This firm began in the early 80’s as Brough and Livaccari, made up of William R. Brough and Anthony J. LIvaccari, Jr..  Brough and Livaccari was mainly an insurance defense firm.  In the 90’s, there were a number of notable insurance company failures in Louisiana, such as Champion Insurance.  The Louisiana Insurance Guaranty Association (LIGA) was responsible for picking up where these failed companies left off.  Brough and Livaccari began representing LIGA.  In addition, they began to handle more plaintiff work, specifically automobile accidents and other personal injury cases.  Since then, Todd Villarrubia joined Tony Livaccari.  Todd has subsequently left to run his own firm, the Wealth Planning Law Group, which is next door to my office.  My sister, Jenifer Lemmon, graduated law school and subsequently began working in the 5th Circuit Court of Appeal.  So, Livaccari Villarrubia Lemmon no longer contains a Villarrubia or a Lemmon.  I joined the firm on part-time basis when I graduated from law school and was admitted to the bar, and on a full-time basis when I left the NOPD in 2008.

Today, the firm is composed of myself, Donovan Livaccari, and my father, Tony Livaccari.  My work is primarily composed of representing law enforcement officers through the FOP Legal Defense Plan.  My father, Tony Livaccari, concentrates on personal injury litigation cases — automobile accidents, motorcycle accidents, etc. as well as other general practice cases.

During 2015, my father represented a number of police officers with automobile accidents and other filled in for me once or twice.  Automobile accidents, motorcycle accidents, scooter accidents, and other injuries are common for law enforcement officers.  When you drive a car 8 hours a day, it is inevitable that accidents happen.  Police officers who are involved in automobile accidents should consult with an attorney, particularly when the other party is at fault.  When consulting with an attorney post-accident, it is extraordinarily helpful to have an attorney who is familiar with law enforcement.  For example, when recovering lost wages, it is vital for an attorney to understand how police details work or the difference between a workers compensation injury and an injured on duty injury.  Here, at Livaccari Law, we can provide that type of knowledge and familiarity to law enforcement officers in addition to the 30+ years of experience handling these types of cases in general.  There is no harm in calling.  Involved in an accident?  Call Tony at 504-621-2636 or me at 504-905-8280.  The office number is 504-488-3702.

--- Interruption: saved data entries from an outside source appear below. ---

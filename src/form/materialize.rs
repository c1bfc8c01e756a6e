//! Making every child of a field node addressable.
//!
//! `/Kids` and `/Fields` arrays may mix indirect references with dictionaries embedded in
//! place. Child objects cannot be written while the parent object is still open, so inline
//! children are given a fresh identity, referenced from the parent's array, and written as
//! their own objects once the parent is closed.

use crate::document::ObjectReader;
use crate::error::{Error, Result};
use crate::object::{Dictionary, Object, ObjectRef};
use crate::session::{DictionaryToken, IndirectObjectToken, WriteSession};

/// A child after materialization.
#[derive(Debug, Clone, Copy, PartialEq)]
pub enum ChildReference<'a> {
    /// Already an indirect object; re-opened as a modification
    Existing(ObjectRef),
    /// Was embedded in the parent; written as a new object under `id`
    Inline {
        /// Newly allocated identity
        id: ObjectRef,
        /// The embedded dictionary
        node: &'a Dictionary,
    },
}

impl ChildReference<'_> {
    /// Identity the child is written under.
    pub fn id(&self) -> ObjectRef {
        match self {
            ChildReference::Existing(id) => *id,
            ChildReference::Inline { id, .. } => *id,
        }
    }
}

/// Write `children` as an array of references, then close the array, `parent_dict` and
/// `parent_object`.
///
/// The caller has already written the key (`/Kids` or `/Fields`) the array belongs to. The
/// returned references are in array order; each must be opened exactly once afterwards with
/// [`open_child`].
pub fn write_kids_and_end_object<'a>(
    session: &mut WriteSession,
    parent_dict: DictionaryToken,
    parent_object: IndirectObjectToken,
    children: &'a [Object],
) -> Result<Vec<ChildReference<'a>>> {
    let array = session.start_array()?;
    let mut refs = Vec::with_capacity(children.len());
    for child in children {
        match child {
            Object::Reference(r) => {
                session.write_reference(*r)?;
                refs.push(ChildReference::Existing(*r));
            },
            Object::Dictionary(node) => {
                let id = session.allocate_id();
                session.write_reference(id)?;
                refs.push(ChildReference::Inline { id, node });
            },
            other => return Err(Error::type_mismatch("Dictionary", other.type_name())),
        }
    }
    session.end_array(array)?;
    session.end_dictionary(parent_dict)?;
    session.end_object(parent_object)?;
    Ok(refs)
}

/// Open the object a child is written into and fetch its source dictionary.
pub fn open_child<'a, R: ObjectReader>(
    reader: &'a R,
    session: &mut WriteSession,
    child: ChildReference<'a>,
) -> Result<(IndirectObjectToken, &'a Dictionary)> {
    match child {
        ChildReference::Existing(id) => {
            let obj = reader.object(id).ok_or(Error::ObjectNotFound(id))?;
            let node = obj
                .as_dict()
                .ok_or_else(|| Error::type_mismatch("Dictionary", obj.type_name()))?;
            Ok((session.start_modified_object(id)?, node))
        },
        ChildReference::Inline { id, node } => Ok((session.start_new_object(id)?, node)),
    }
}
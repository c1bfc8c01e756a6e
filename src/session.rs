//! Write session for rewritten and newly created objects.
//!
//! Output is built through a stack of open contexts: an indirect object, then nested
//! dictionaries and arrays inside it. Every `start_*` returns a token that the matching
//! `end_*` consumes, and the session checks that the token closes the innermost open context.
//! Indirect objects never nest; a child object is opened only after its parent is closed,
//! which is why children are referenced by identity before they are written.
//!
//! Nothing reaches the source document until the caller applies [`WriteSession::finish`]'s
//! output. A failed fill simply drops the session.

use crate::error::{Error, Result};
use crate::object::{Dictionary, Object, ObjectRef};
use std::collections::BTreeMap;

/// Open indirect object. Consumed by [`WriteSession::end_object`].
#[must_use = "an open indirect object must be closed with end_object"]
#[derive(Debug)]
pub struct IndirectObjectToken {
    id: ObjectRef,
    depth: usize,
}

impl IndirectObjectToken {
    /// Identity of the object being written.
    pub fn id(&self) -> ObjectRef {
        self.id
    }
}

/// Open dictionary context. Consumed by [`WriteSession::end_dictionary`].
#[must_use = "an open dictionary must be closed with end_dictionary"]
#[derive(Debug)]
pub struct DictionaryToken {
    depth: usize,
}

/// Open array context. Consumed by [`WriteSession::end_array`].
#[must_use = "an open array must be closed with end_array"]
#[derive(Debug)]
pub struct ArrayToken {
    depth: usize,
}

#[derive(Debug)]
enum Frame {
    Object {
        id: ObjectRef,
        value: Option<Object>,
    },
    Dictionary {
        dict: Dictionary,
        pending_key: Option<String>,
    },
    Array {
        items: Vec<Object>,
    },
}

impl Frame {
    fn kind(&self) -> &'static str {
        match self {
            Frame::Object { .. } => "object",
            Frame::Dictionary { .. } => "dictionary",
            Frame::Array { .. } => "array",
        }
    }
}

/// Stack-disciplined writer for indirect objects.
#[derive(Debug)]
pub struct WriteSession {
    frames: Vec<Frame>,
    written: BTreeMap<ObjectRef, Object>,
    next_id: u32,
}

impl WriteSession {
    /// Create a session whose first allocated identity is `first_free_id`.
    pub fn new(first_free_id: u32) -> Self {
        Self {
            frames: Vec::new(),
            written: BTreeMap::new(),
            next_id: first_free_id.max(1),
        }
    }

    /// Reserve a fresh identity for an object written later in the session.
    pub fn allocate_id(&mut self) -> ObjectRef {
        let r = ObjectRef::new(self.next_id, 0);
        self.next_id += 1;
        r
    }

    /// Open a newly allocated indirect object.
    pub fn start_new_object(&mut self, id: ObjectRef) -> Result<IndirectObjectToken> {
        self.open_object(id)
    }

    /// Re-open an existing indirect object to replace its content.
    pub fn start_modified_object(&mut self, id: ObjectRef) -> Result<IndirectObjectToken> {
        self.open_object(id)
    }

    fn open_object(&mut self, id: ObjectRef) -> Result<IndirectObjectToken> {
        if let Some(open) = self.frames.last() {
            return Err(Error::UnbalancedWrite(format!(
                "cannot open object {} while a {} is open",
                id,
                open.kind()
            )));
        }
        self.frames.push(Frame::Object { id, value: None });
        Ok(IndirectObjectToken { id, depth: 0 })
    }

    /// Close an indirect object; its single value becomes part of the output.
    pub fn end_object(&mut self, token: IndirectObjectToken) -> Result<()> {
        self.check_innermost(token.depth, "object")?;
        match self.frames.pop() {
            Some(Frame::Object { id, value: Some(value) }) if id == token.id => {
                self.written.insert(id, value);
                Ok(())
            },
            Some(Frame::Object { id, value: None }) => Err(Error::UnbalancedWrite(format!(
                "object {} closed without a value",
                id
            ))),
            other => Err(Error::UnbalancedWrite(format!(
                "expected object {}, found {:?}",
                token.id,
                other.map(|f| f.kind())
            ))),
        }
    }

    /// Open a dictionary as the next value in the current context.
    pub fn start_dictionary(&mut self) -> Result<DictionaryToken> {
        self.check_value_slot()?;
        let depth = self.frames.len();
        self.frames.push(Frame::Dictionary {
            dict: Dictionary::new(),
            pending_key: None,
        });
        Ok(DictionaryToken { depth })
    }

    /// Close a dictionary and place it in the enclosing context.
    pub fn end_dictionary(&mut self, token: DictionaryToken) -> Result<()> {
        self.check_innermost(token.depth, "dictionary")?;
        match self.frames.pop() {
            Some(Frame::Dictionary { dict, pending_key: None }) => self.place(Object::Dictionary(dict)),
            Some(Frame::Dictionary { pending_key: Some(key), .. }) => Err(Error::UnbalancedWrite(
                format!("dictionary closed with key /{} awaiting a value", key),
            )),
            _ => Err(Error::UnbalancedWrite("dictionary frame missing".to_string())),
        }
    }

    /// Open an array as the next value in the current context.
    pub fn start_array(&mut self) -> Result<ArrayToken> {
        self.check_value_slot()?;
        let depth = self.frames.len();
        self.frames.push(Frame::Array { items: Vec::new() });
        Ok(ArrayToken { depth })
    }

    /// Close an array and place it in the enclosing context.
    pub fn end_array(&mut self, token: ArrayToken) -> Result<()> {
        self.check_innermost(token.depth, "array")?;
        match self.frames.pop() {
            Some(Frame::Array { items }) => self.place(Object::Array(items)),
            _ => Err(Error::UnbalancedWrite("array frame missing".to_string())),
        }
    }

    /// Write a dictionary key; the next value written belongs to it.
    pub fn write_key(&mut self, key: &str) -> Result<()> {
        match self.frames.last_mut() {
            Some(Frame::Dictionary { pending_key, .. }) => {
                if let Some(previous) = pending_key {
                    return Err(Error::UnbalancedWrite(format!(
                        "key /{} written while /{} awaits a value",
                        key, previous
                    )));
                }
                *pending_key = Some(key.to_string());
                Ok(())
            },
            other => Err(Error::UnbalancedWrite(format!(
                "key /{} written outside a dictionary ({:?})",
                key,
                other.map(|f| f.kind())
            ))),
        }
    }

    /// Write a name value.
    pub fn write_name(&mut self, name: &str) -> Result<()> {
        self.place(Object::name(name))
    }

    /// Write an indirect reference.
    pub fn write_reference(&mut self, r: ObjectRef) -> Result<()> {
        self.place(Object::Reference(r))
    }

    /// Write a literal string value.
    pub fn write_literal_string(&mut self, bytes: impl Into<Vec<u8>>) -> Result<()> {
        self.place(Object::String(bytes.into()))
    }

    /// Deep-copy an object through unchanged. References stay references.
    pub fn copy_object(&mut self, obj: &Object) -> Result<()> {
        self.place(obj.clone())
    }

    /// Write a fully built value.
    pub fn write_value(&mut self, obj: Object) -> Result<()> {
        self.place(obj)
    }

    /// Write a stream as the value of the open indirect object. `/Length` is set from `data`.
    pub fn write_stream(&mut self, mut dict: Dictionary, data: Vec<u8>) -> Result<()> {
        if !matches!(self.frames.last(), Some(Frame::Object { value: None, .. })) {
            return Err(Error::UnbalancedWrite(
                "streams can only be written directly into an indirect object".to_string(),
            ));
        }
        dict.insert("Length".to_string(), Object::Integer(data.len() as i64));
        self.place(Object::Stream {
            dict,
            data: bytes::Bytes::from(data),
        })
    }

    /// Whether no context is open.
    pub fn is_idle(&self) -> bool {
        self.frames.is_empty()
    }

    /// Close the session and hand back every object written, keyed by identity.
    pub fn finish(self) -> Result<BTreeMap<ObjectRef, Object>> {
        if let Some(open) = self.frames.last() {
            return Err(Error::UnbalancedWrite(format!(
                "session finished with {} open context(s), innermost {}",
                self.frames.len(),
                open.kind()
            )));
        }
        Ok(self.written)
    }

    fn check_innermost(&self, depth: usize, kind: &str) -> Result<()> {
        if self.frames.len() != depth + 1 {
            return Err(Error::UnbalancedWrite(format!(
                "{} closed at depth {} but {} context(s) are open",
                kind,
                depth,
                self.frames.len()
            )));
        }
        Ok(())
    }

    fn check_value_slot(&self) -> Result<()> {
        match self.frames.last() {
            Some(Frame::Object { value: None, .. }) => Ok(()),
            Some(Frame::Dictionary { pending_key: Some(_), .. }) => Ok(()),
            Some(Frame::Array { .. }) => Ok(()),
            Some(Frame::Object { id, .. }) => Err(Error::UnbalancedWrite(format!(
                "object {} already has a value",
                id
            ))),
            Some(Frame::Dictionary { .. }) => Err(Error::UnbalancedWrite(
                "dictionary value written without a key".to_string(),
            )),
            None => Err(Error::UnbalancedWrite(
                "value written outside any object".to_string(),
            )),
        }
    }

    fn place(&mut self, obj: Object) -> Result<()> {
        self.check_value_slot()?;
        match self.frames.last_mut() {
            Some(Frame::Object { value, .. }) => *value = Some(obj),
            Some(Frame::Dictionary { dict, pending_key }) => {
                if let Some(key) = pending_key.take() {
                    dict.insert(key, obj);
                }
            },
            Some(Frame::Array { items }) => items.push(obj),
            None => {},
        }
        Ok(())
    }
}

With regard to the FOP Legal Defense Plan, I represented 427 individual police officer clients in one capacity or another.  For those 427 police officer clients, the following services were provided:

DI-1 Statements – 253
Disciplinary Hearings – 123
Rule IX Hearings – 24
Accident Review Boards – 10
Civil Service Appeals filed – 26
Civil Service denial of promotion appeals – 5
Civil Service subpoenas – 34
Civil Service hearings – 20
Civil Service extension hearings – 77
Notary services – 63
Officer Involved Shootings – 8
Media interviews – 82

In addition to these regular, repetitive services, I attended numerous City Council meetings, City Council committee hearings, and regular Civil Service meetings.  I represented several officers with regard to reclassifying workers compensation injuries as injured on duty injuries.  In addition, I drafted a rule amendment which was adopted by the Civil Service Commission to include injuries sustained while engaged in traffic enforcement or the investigation of traffic incidents as injured on duty incidents (Rule VIII, Sec. 2.9(a)).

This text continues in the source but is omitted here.